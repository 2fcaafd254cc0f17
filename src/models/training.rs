use chrono::{DateTime, NaiveTime, Utc};
use serde::{Deserialize, Serialize};

use super::impl_resource;
use super::portal::Text;

/// A related resource side-loaded with its name only
#[derive(Debug, Clone, PartialEq, Serialize, Deserialize)]
pub struct Named {
    #[serde(default, skip_serializing_if = "Option::is_none")]
    pub id: Option<String>,
    pub name: String,
}

#[derive(Debug, Clone, PartialEq, Serialize, Deserialize)]
#[serde(rename_all = "camelCase")]
pub struct TrainingDefinition {
    #[serde(default, skip_serializing_if = "Option::is_none")]
    pub id: Option<String>,
    pub name: String,
    pub description: String,
    pub weekday: i64,
    pub start_time: NaiveTime,
    pub end_time: NaiveTime,
    #[serde(default, skip_serializing_if = "Option::is_none")]
    pub timezone: Option<String>,
    pub active: bool,
    pub location: String,
    #[serde(default)]
    pub remark: Option<String>,
    #[serde(default)]
    pub team: Option<Named>,
}

#[derive(Debug, Clone, PartialEq, Serialize, Deserialize)]
#[serde(rename_all = "camelCase")]
pub struct TrainingEvent {
    pub start_date: DateTime<Utc>,
    pub end_date: DateTime<Utc>,
    #[serde(default)]
    pub location: String,
    #[serde(default)]
    pub cancelled: bool,
    #[serde(default)]
    pub active: bool,
}

/// Presence and payment flags of a coach on one training
#[derive(Debug, Clone, PartialEq, Serialize, Deserialize)]
pub struct TrainingCoach {
    pub id: String,
    pub head: bool,
    pub present: bool,
    pub payed: bool,
}

#[derive(Debug, Clone, PartialEq, Serialize, Deserialize)]
#[serde(rename_all = "camelCase")]
pub struct Training {
    #[serde(default, skip_serializing_if = "Option::is_none")]
    pub id: Option<String>,
    pub event: TrainingEvent,
    #[serde(default)]
    pub remark: String,
    #[serde(default)]
    pub texts: Vec<Text>,
    #[serde(default)]
    pub coaches: Vec<TrainingCoach>,
    #[serde(default)]
    pub coach_resources: Vec<Named>,
    #[serde(default)]
    pub teams: Vec<Named>,
    #[serde(default)]
    pub definition: Option<Named>,
    #[serde(default, skip_serializing_if = "Option::is_none")]
    pub created_at: Option<DateTime<Utc>>,
    #[serde(default, skip_serializing_if = "Option::is_none")]
    pub updated_at: Option<DateTime<Utc>>,
}

impl_resource!(TrainingDefinition, "training_definitions");
impl_resource!(Training, "trainings");
pub mod document;
pub mod index;

pub use document::*;
pub use index::ResourceIndex;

───

TASK OBJECTIVE ▸ Gather from the records above every line containing the string "index".

TASK RESPONSE ▸
pub mod index;
pub use index::ResourceIndex;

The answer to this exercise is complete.